In Sancarrow Associates v. Hermanson, Case No. G051276 (4th Dist., Div. 3 Sept. 26, 2016) (unpublished), landlord voluntarily dismissed a contractually-oriented unlawful detainer complaint against sublessees, which prompted them to move to recovery contractual attorney’s fees under a fees clause under the sublease. The trial court denied the fee motion, a result affirmed on appeal.
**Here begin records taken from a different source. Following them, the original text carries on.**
use crate::result::{FieldCompare, StagingResult, StagingResultField, StagingStatus};
use crate::staging::Staging;
use crate::value::{FieldMap, FieldValue};

/// Classifies a staged record against the persisted rows its search matched.
///
/// `matches` holds one map per matched row, restricted to the scalar columns
/// present in `staging.fields`. The default implementation is usually
/// enough; override it for table-specific merge rules.
pub trait Reconciler: Send + Sync {
    fn reconcile(&self, staging: &Staging, matches: &[FieldMap]) -> StagingResult {
        match matches {
            [] => StagingResult::new(StagingStatus::Create, value_entries(&staging.fields)),
            [existing] => StagingResult::new(
                StagingStatus::Update,
                compare_entries(&staging.fields, existing),
            ),
            _ => StagingResult::new(StagingStatus::Conflict, value_entries(&staging.fields)),
        }
    }
}

/// Reconciler with the stock create / update / conflict rules.
#[derive(Debug, Clone, Copy, Default)]
pub struct DefaultReconciler;

impl Reconciler for DefaultReconciler {}

fn value_entries(fields: &FieldMap) -> Vec<StagingResultField> {
    fields
        .iter()
        .map(|(field, value)| StagingResultField::Value {
            field: field.clone(),
            value: value.clone(),
        })
        .collect()
}

fn compare_entries(fields: &FieldMap, existing: &FieldMap) -> Vec<StagingResultField> {
    fields
        .iter()
        .map(|(field, value)| match value {
            // Nested searches resolve to another table's row; there is no
            // column value to compare against.
            FieldValue::Nested(_) => StagingResultField::Value {
                field: field.clone(),
                value: value.clone(),
            },
            _ => StagingResultField::Compare {
                field: field.clone(),
                value: FieldCompare::new(existing.get(field).cloned(), value.clone()),
            },
        })
        .collect()
}
//! Validation of staging records against the schema registry.
//!
//! Checks run in a fixed order and stop at the first failure:
//! 1. the table is known
//! 2. every `searchBy` key is a declared field holding a scalar
//! 3. `fields` is not empty
//! 4. every `fields` key is a declared field
//! 5. the first nested search found in `fields` is valid
//!
//! Step 5 decides the outcome on its own: once a nested search is reached,
//! its result is returned and the remaining fields are not inspected. Keys are
//! visited in ascending order, so "first" is always the lexicographically
//! smallest key holding a nested search.
//!
//! [`SchemaValidator::decode`] runs the same steps on a raw request, so a
//! JSON value the model cannot hold (`null`, an array, a malformed nested
//! object) is reported at the step that reaches it. Fields after the deciding
//! nested search are not checked there either.

use serde_json::{Map, Value};
use tracing::debug;

use crate::error::{ValidationError, ValidationResult};
use crate::schema::{SchemaRegistry, TableSchema};
use crate::staging::{Staging, StagingRequest};
use crate::value::{
    FieldMap, FieldValue, NestedSearch, decode_field_value, decode_search_value, sorted_entries,
};

/// Validates staging records and nested searches.
///
/// Holds no state besides the registry reference, so one validator can be
/// shared across threads.
#[derive(Debug, Clone, Copy)]
pub struct SchemaValidator<'a> {
    registry: &'a SchemaRegistry,
}

impl<'a> SchemaValidator<'a> {
    pub fn new(registry: &'a SchemaRegistry) -> Self {
        Self { registry }
    }

    pub fn validate(&self, staging: &Staging) -> ValidationResult<()> {
        let result = self.check_staging(staging);
        if let Err(e) = &result {
            debug!(table = %staging.table, kind = e.kind(), error = %e, "Staging record rejected");
        }
        result
    }

    /// Decodes and validates a raw request in one pass.
    pub fn decode(&self, req: StagingRequest) -> ValidationResult<Staging> {
        let result = self.decode_request(&req);
        if let Err(e) = &result {
            debug!(table = %req.table, kind = e.kind(), error = %e, "Staging request rejected");
        }
        result
    }

    pub fn validate_nested(&self, nested: &NestedSearch) -> ValidationResult<()> {
        let table = self.table(&nested.table)?;
        check_search_by(table, &nested.search_by)
    }

    fn check_staging(&self, staging: &Staging) -> ValidationResult<()> {
        let table = self.table(&staging.table)?;
        check_search_by(table, &staging.search_by)?;

        if staging.fields.is_empty() {
            return Err(ValidationError::EmptyFields);
        }

        for (key, value) in &staging.fields {
            if !table.is_field(key) {
                return Err(ValidationError::InvalidFieldKey(key.clone()));
            }

            match value {
                FieldValue::Nested(nested) => {
                    return self.validate_nested(nested).map_err(|source| {
                        ValidationError::Nested {
                            field: key.clone(),
                            source: Box::new(source),
                        }
                    });
                }
                FieldValue::Number(n) if !n.is_finite() => {
                    return Err(ValidationError::InvalidFieldValueType {
                        key: key.clone(),
                        value: value.to_string(),
                    });
                }
                FieldValue::Number(_) | FieldValue::Bool(_) | FieldValue::String(_) => {}
            }
        }

        Ok(())
    }

    fn decode_request(&self, req: &StagingRequest) -> ValidationResult<Staging> {
        let table = self.table(&req.table)?;
        let search_by = decode_search_by(table, &req.search_by)?;

        if req.fields.is_empty() {
            return Err(ValidationError::EmptyFields);
        }

        let mut fields = FieldMap::new();
        let mut entries = sorted_entries(&req.fields).into_iter();
        for (key, value) in entries.by_ref() {
            if !table.is_field(key) {
                return Err(ValidationError::InvalidFieldKey(key.clone()));
            }

            if let Value::Object(obj) = value {
                fields.insert(key.clone(), self.decode_nested(key, obj)?);
                break;
            }
            fields.insert(key.clone(), decode_field_value(key, value)?);
        }
        fields.extend_unchecked(entries);

        Ok(Staging::from_parts(
            req.table.clone(),
            search_by,
            fields,
            req.created_at,
        ))
    }

    fn decode_nested(&self, key: &str, obj: &Map<String, Value>) -> ValidationResult<NestedSearch> {
        let (table, raw) = NestedSearch::parse_shape(key, obj)?;
        let in_scope = |source: ValidationError| ValidationError::Nested {
            field: key.to_owned(),
            source: Box::new(source),
        };

        let schema = self.table(table).map_err(in_scope)?;
        let search_by = decode_search_by(schema, raw).map_err(in_scope)?;
        Ok(NestedSearch::new(table, search_by))
    }

    fn table(&self, name: &str) -> ValidationResult<&'a TableSchema> {
        self.registry
            .get(name)
            .ok_or_else(|| ValidationError::InvalidTable(name.to_owned()))
    }
}

fn check_search_by(table: &TableSchema, search_by: &FieldMap) -> ValidationResult<()> {
    for (key, value) in search_by {
        if !table.is_field(key) {
            return Err(ValidationError::InvalidSearchKey(key.clone()));
        }

        let finite_scalar = match value {
            FieldValue::Number(n) => n.is_finite(),
            FieldValue::Bool(_) | FieldValue::String(_) => true,
            FieldValue::Nested(_) => false,
        };
        if !finite_scalar {
            return Err(ValidationError::InvalidSearchValueType {
                key: key.clone(),
                value: value.to_string(),
            });
        }
    }
    Ok(())
}

/// Key check before value check, one key at a time in ascending order.
fn decode_search_by(table: &TableSchema, raw: &Map<String, Value>) -> ValidationResult<FieldMap> {
    let mut search_by = FieldMap::new();
    for (key, value) in sorted_entries(raw) {
        if !table.is_field(key) {
            return Err(ValidationError::InvalidSearchKey(key.clone()));
        }
        search_by.insert(key.clone(), decode_search_value(key, value)?);
    }
    Ok(search_by)
}
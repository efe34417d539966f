use sdof_core::Snapshot;

/// One sample of an Euler run, as seen by an observer.
///
/// Step 0 carries the initial condition and each later step follows one
/// explicit update.
#[derive(Debug, Clone)]
pub struct Event<I, O> {
    pub step: usize,
    pub snapshot: Snapshot<I, O>,
}

impl<I, O> Event<I, O> {
    /// Model input at this sample.
    #[must_use]
    pub fn input(&self) -> &I {
        &self.snapshot.input
    }

    /// Model output at this sample.
    #[must_use]
    pub fn output(&self) -> &O {
        &self.snapshot.output
    }

    /// Whether this is the initial condition rather than an integrated step.
    #[must_use]
    pub fn is_initial(&self) -> bool {
        self.step == 0
    }
}
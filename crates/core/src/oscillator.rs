//! The damped single-degree-of-freedom oscillator `m*x'' + c*x' + k*x = 0`.

#[cfg(feature = "serde-derive")]
use serde::{Deserialize, Serialize};

use crate::InvalidParameter;

/// Default values used for everything but mass, damping and stiffness.
pub mod defaults {
    /// Integration step size in seconds.
    pub const STEP_SIZE: f64 = 0.0001;

    /// Simulated horizon in seconds.
    pub const DURATION: f64 = 2.0;

    /// Displacement at `t = 0`.
    pub const INITIAL_DISPLACEMENT: f64 = 0.05;

    /// Velocity at `t = 0`; the mass is released from rest.
    pub const INITIAL_VELOCITY: f64 = 0.0;
}

/// Damping regime of an oscillator, classified by its damping ratio.
#[derive(Debug, Clone, Copy, PartialEq, Eq)]
pub enum Regime {
    /// No damping: the oscillation never decays.
    Undamped,
    /// `0 < chi < 1`: decaying oscillation.
    Underdamped,
    /// `chi == 1`: fastest return to rest without oscillating.
    CriticallyDamped,
    /// `chi > 1`: slow, monotonic return to rest.
    Overdamped,
}

impl Regime {
    /// Classifies a damping ratio.
    #[must_use]
    pub fn from_damping_ratio(chi: f64) -> Self {
        if chi == 0.0 {
            Self::Undamped
        } else if chi < 1.0 {
            Self::Underdamped
        } else if chi == 1.0 {
            Self::CriticallyDamped
        } else {
            Self::Overdamped
        }
    }

    /// Returns `true` if the response oscillates (`chi < 1`).
    #[must_use]
    pub fn oscillates(self) -> bool {
        matches!(self, Self::Undamped | Self::Underdamped)
    }
}

/// Unvalidated oscillator configuration.
///
/// This is the builder for [`OscillatorModel`] and the shape a model takes in
/// configuration files. Fields other than mass, damping and stiffness fall
/// back to [`defaults`] when omitted.
///
/// # Example
///
/// ```
/// use sdof_core::OscillatorModel;
///
/// let model = OscillatorModel::builder(1.0, 0.2, 20.0)
///     .step_size(0.001)
///     .initial_displacement(0.1)
///     .build()
///     .unwrap();
///
/// assert_eq!(model.sample_count(), 2000);
/// ```
#[derive(Debug, Clone, Copy, PartialEq)]
#[cfg_attr(feature = "serde-derive", derive(Serialize, Deserialize))]
pub struct OscillatorConfig {
    pub mass: f64,
    pub damping: f64,
    pub stiffness: f64,
    #[cfg_attr(feature = "serde-derive", serde(default = "default_displacement"))]
    pub initial_displacement: f64,
    #[cfg_attr(feature = "serde-derive", serde(default = "default_velocity"))]
    pub initial_velocity: f64,
    #[cfg_attr(feature = "serde-derive", serde(default = "default_step_size"))]
    pub step_size: f64,
    #[cfg_attr(feature = "serde-derive", serde(default = "default_duration"))]
    pub duration: f64,
}

#[cfg(feature = "serde-derive")]
fn default_displacement() -> f64 {
    defaults::INITIAL_DISPLACEMENT
}

#[cfg(feature = "serde-derive")]
fn default_velocity() -> f64 {
    defaults::INITIAL_VELOCITY
}

#[cfg(feature = "serde-derive")]
fn default_step_size() -> f64 {
    defaults::STEP_SIZE
}

#[cfg(feature = "serde-derive")]
fn default_duration() -> f64 {
    defaults::DURATION
}

impl OscillatorConfig {
    /// Creates a configuration with the given physical parameters and defaults
    /// for everything else.
    #[must_use]
    pub fn new(mass: f64, damping: f64, stiffness: f64) -> Self {
        Self {
            mass,
            damping,
            stiffness,
            initial_displacement: defaults::INITIAL_DISPLACEMENT,
            initial_velocity: defaults::INITIAL_VELOCITY,
            step_size: defaults::STEP_SIZE,
            duration: defaults::DURATION,
        }
    }

    /// Sets the displacement at `t = 0`.
    #[must_use]
    pub fn initial_displacement(mut self, x0: f64) -> Self {
        self.initial_displacement = x0;
        self
    }

    /// Sets the velocity at `t = 0`.
    #[must_use]
    pub fn initial_velocity(mut self, v0: f64) -> Self {
        self.initial_velocity = v0;
        self
    }

    /// Sets the integration step size.
    #[must_use]
    pub fn step_size(mut self, h: f64) -> Self {
        self.step_size = h;
        self
    }

    /// Sets the simulated horizon.
    #[must_use]
    pub fn duration(mut self, duration: f64) -> Self {
        self.duration = duration;
        self
    }

    /// Validates the configuration into an [`OscillatorModel`].
    ///
    /// # Errors
    ///
    /// Returns [`InvalidParameter`] naming the first parameter that violates
    /// its constraint.
    pub fn build(self) -> Result<OscillatorModel, InvalidParameter> {
        let mass = InvalidParameter::strictly_positive("mass", self.mass)?;
        let damping = InvalidParameter::non_negative("damping", self.damping)?;
        let stiffness = InvalidParameter::strictly_positive("stiffness", self.stiffness)?;
        let initial_displacement =
            InvalidParameter::finite("initial_displacement", self.initial_displacement)?;
        let initial_velocity = InvalidParameter::finite("initial_velocity", self.initial_velocity)?;
        let duration = InvalidParameter::strictly_positive("duration", self.duration)?;
        let samples = InvalidParameter::spacing_within("step_size", self.step_size, duration)?;

        Ok(OscillatorModel {
            mass,
            damping,
            stiffness,
            initial_displacement,
            initial_velocity,
            step_size: self.step_size,
            duration,
            samples,
        })
    }
}

/// Validated parameters of a damped mass-spring system and its initial
/// conditions.
///
/// A model is immutable. Restarting from a different initial condition
/// produces a new model through [`with_initial_conditions`] and friends, so
/// two runs never share mutable state.
///
/// [`with_initial_conditions`]: OscillatorModel::with_initial_conditions
#[derive(Debug, Clone, Copy, PartialEq)]
pub struct OscillatorModel {
    mass: f64,
    damping: f64,
    stiffness: f64,
    initial_displacement: f64,
    initial_velocity: f64,
    step_size: f64,
    duration: f64,
    samples: usize,
}

impl OscillatorModel {
    /// Creates a model with default initial conditions, step size and duration.
    ///
    /// # Errors
    ///
    /// Returns [`InvalidParameter`] if mass or stiffness is not strictly
    /// positive, or damping is negative.
    pub fn new(mass: f64, damping: f64, stiffness: f64) -> Result<Self, InvalidParameter> {
        OscillatorConfig::new(mass, damping, stiffness).build()
    }

    /// Starts an [`OscillatorConfig`] for the given physical parameters.
    #[must_use]
    pub fn builder(mass: f64, damping: f64, stiffness: f64) -> OscillatorConfig {
        OscillatorConfig::new(mass, damping, stiffness)
    }

    /// Returns the configuration this model was built from.
    #[must_use]
    pub fn config(&self) -> OscillatorConfig {
        OscillatorConfig {
            mass: self.mass,
            damping: self.damping,
            stiffness: self.stiffness,
            initial_displacement: self.initial_displacement,
            initial_velocity: self.initial_velocity,
            step_size: self.step_size,
            duration: self.duration,
        }
    }

    /// Returns a copy of this model released from `(x0, v0)` instead.
    ///
    /// # Errors
    ///
    /// Returns [`InvalidParameter`] if either value is not finite.
    pub fn with_initial_conditions(&self, x0: f64, v0: f64) -> Result<Self, InvalidParameter> {
        Ok(Self {
            initial_displacement: InvalidParameter::finite("initial_displacement", x0)?,
            initial_velocity: InvalidParameter::finite("initial_velocity", v0)?,
            ..*self
        })
    }

    /// Returns a copy of this model with a new initial displacement.
    ///
    /// # Errors
    ///
    /// Returns [`InvalidParameter`] if `x0` is not finite.
    pub fn with_initial_displacement(&self, x0: f64) -> Result<Self, InvalidParameter> {
        self.with_initial_conditions(x0, self.initial_velocity)
    }

    /// Returns a copy of this model with a new initial velocity.
    ///
    /// # Errors
    ///
    /// Returns [`InvalidParameter`] if `v0` is not finite.
    pub fn with_initial_velocity(&self, v0: f64) -> Result<Self, InvalidParameter> {
        self.with_initial_conditions(self.initial_displacement, v0)
    }

    #[must_use]
    pub fn mass(&self) -> f64 {
        self.mass
    }

    #[must_use]
    pub fn damping(&self) -> f64 {
        self.damping
    }

    #[must_use]
    pub fn stiffness(&self) -> f64 {
        self.stiffness
    }

    #[must_use]
    pub fn initial_displacement(&self) -> f64 {
        self.initial_displacement
    }

    #[must_use]
    pub fn initial_velocity(&self) -> f64 {
        self.initial_velocity
    }

    #[must_use]
    pub fn step_size(&self) -> f64 {
        self.step_size
    }

    #[must_use]
    pub fn duration(&self) -> f64 {
        self.duration
    }

    /// Number of integration samples, `floor(duration / step_size)`.
    #[must_use]
    pub fn sample_count(&self) -> usize {
        self.samples
    }

    /// Undamped natural frequency `wn = sqrt(k / m)` in rad/s.
    #[must_use]
    pub fn natural_frequency(&self) -> f64 {
        (self.stiffness / self.mass).sqrt()
    }

    /// Damping ratio `chi = c / (2 * m * wn)`.
    #[must_use]
    pub fn damping_ratio(&self) -> f64 {
        self.damping / (2.0 * self.mass * self.natural_frequency())
    }

    #[must_use]
    pub fn regime(&self) -> Regime {
        Regime::from_damping_ratio(self.damping_ratio())
    }

    /// Acceleration `-(c * v + k * x) / m` from the equation of motion.
    #[must_use]
    pub fn acceleration(&self, displacement: f64, velocity: f64) -> f64 {
        -(self.damping * velocity + self.stiffness * displacement) / self.mass
    }
}

impl TryFrom<OscillatorConfig> for OscillatorModel {
    type Error = InvalidParameter;

    fn try_from(config: OscillatorConfig) -> Result<Self, Self::Error> {
        config.build()
    }
}

#[cfg(test)]
mod tests {
    use super::*;

    use approx::assert_relative_eq;

    use crate::Constraint;

    #[test]
    fn defaults_match_a_release_from_rest() {
        let model = OscillatorModel::new(1.0, 0.2, 20.0).unwrap();

        assert_relative_eq!(model.initial_displacement(), 0.05);
        assert_relative_eq!(model.initial_velocity(), 0.0);
        assert_relative_eq!(model.step_size(), 0.0001);
        assert_relative_eq!(model.duration(), 2.0);
        assert_eq!(model.sample_count(), 20_000);
    }

    #[test]
    fn zero_mass_is_rejected() {
        let err = OscillatorModel::new(0.0, 0.2, 20.0).unwrap_err();
        assert_eq!(err.name, "mass");
        assert_eq!(err.constraint, Constraint::StrictlyPositive);
    }

    #[test]
    fn each_parameter_is_named_when_rejected() {
        let cases = [
            (OscillatorConfig::new(1.0, 0.2, 0.0), "stiffness"),
            (OscillatorConfig::new(1.0, -0.2, 20.0), "damping"),
            (OscillatorConfig::new(1.0, 0.2, 20.0).step_size(0.0), "step_size"),
            (OscillatorConfig::new(1.0, 0.2, 20.0).step_size(-1.0), "step_size"),
            (OscillatorConfig::new(1.0, 0.2, 20.0).duration(0.0), "duration"),
            (
                OscillatorConfig::new(1.0, 0.2, 20.0).initial_displacement(f64::NAN),
                "initial_displacement",
            ),
            (
                OscillatorConfig::new(1.0, 0.2, 20.0).initial_velocity(f64::INFINITY),
                "initial_velocity",
            ),
        ];

        for (config, name) in cases {
            let err = config.build().unwrap_err();
            assert_eq!(err.name, name, "{config:?}");
        }
    }

    #[test]
    fn step_larger_than_duration_is_rejected() {
        let err = OscillatorModel::builder(1.0, 0.2, 20.0)
            .duration(0.5)
            .step_size(1.0)
            .build()
            .unwrap_err();
        assert_eq!(err.constraint, Constraint::AtMost("duration"));
    }

    #[test]
    fn restart_returns_a_new_model() {
        let original = OscillatorModel::new(1.0, 0.2, 20.0).unwrap();
        let restarted = original.with_initial_conditions(0.1, -0.5).unwrap();

        assert_relative_eq!(original.initial_displacement(), 0.05);
        assert_relative_eq!(restarted.initial_displacement(), 0.1);
        assert_relative_eq!(restarted.initial_velocity(), -0.5);
        assert_eq!(restarted.config().mass, original.mass());

        let moved = original.with_initial_velocity(2.0).unwrap();
        assert_relative_eq!(moved.initial_displacement(), 0.05);
        assert_relative_eq!(moved.initial_velocity(), 2.0);

        assert!(original.with_initial_displacement(f64::NAN).is_err());
    }

    #[test]
    fn derived_quantities() {
        let model = OscillatorModel::new(2.0, 4.0, 50.0).unwrap();

        assert_relative_eq!(model.natural_frequency(), 5.0);
        assert_relative_eq!(model.damping_ratio(), 0.2);
        assert_eq!(model.regime(), Regime::Underdamped);
        assert_relative_eq!(model.acceleration(0.1, 1.0), -(4.0 + 5.0) / 2.0);
    }

    #[test]
    fn regimes_follow_damping_ratio() {
        let regime = |c| OscillatorModel::new(1.0, c, 1.0).unwrap().regime();

        assert_eq!(regime(0.0), Regime::Undamped);
        assert_eq!(regime(0.5), Regime::Underdamped);
        assert_eq!(regime(2.0), Regime::CriticallyDamped);
        assert_eq!(regime(10.0), Regime::Overdamped);
        assert!(Regime::Undamped.oscillates());
        assert!(!Regime::Overdamped.oscillates());
    }

    #[test]
    fn config_round_trips_through_try_from() {
        let config = OscillatorConfig::new(1.0, 0.2, 20.0).duration(1.0);
        let model = OscillatorModel::try_from(config).unwrap();
        assert_eq!(model.config(), config);
    }

    #[cfg(feature = "serde-derive")]
    #[test]
    fn config_deserializes_with_defaults() {
        let config: OscillatorConfig =
            serde_json::from_str(r#"{ "mass": 1.0, "damping": 0.2, "stiffness": 20.0 }"#).unwrap();

        assert_eq!(config, OscillatorConfig::new(1.0, 0.2, 20.0));

        let config: OscillatorConfig = serde_json::from_str(
            r#"{ "mass": 1.0, "damping": 0.2, "stiffness": 20.0, "step_size": 0.1 }"#,
        )
        .unwrap();
        assert_eq!(config.build().unwrap().sample_count(), 20);
    }
}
There were a couple of problems here as far as fee entitlement. First, the sublease fees clause was narrow and did not “dragnet” in the broader Senior Lease fees clause between landlord and primary lessor—which is a hint to all transactional attorneys to make sure “an incorporation by reference” of a broader fees clause is effectuated. Second, Civil Code section 1717 usually immunizes a voluntary dismissal from fee exposure for just a contract claim under Santisas v. Goodin, 17 Cal.4th 599, 616 (1998), but sublessees argued that the attorney’s fees language – “as part of the costs of the litigation” – overrode the voluntary dismissal feature. The 4/3 DCA, in an opinion authored by Acting Presiding Justice Bedsworth, concluded that section 1717 was preemptive on this narrow issue as Santisas recognized.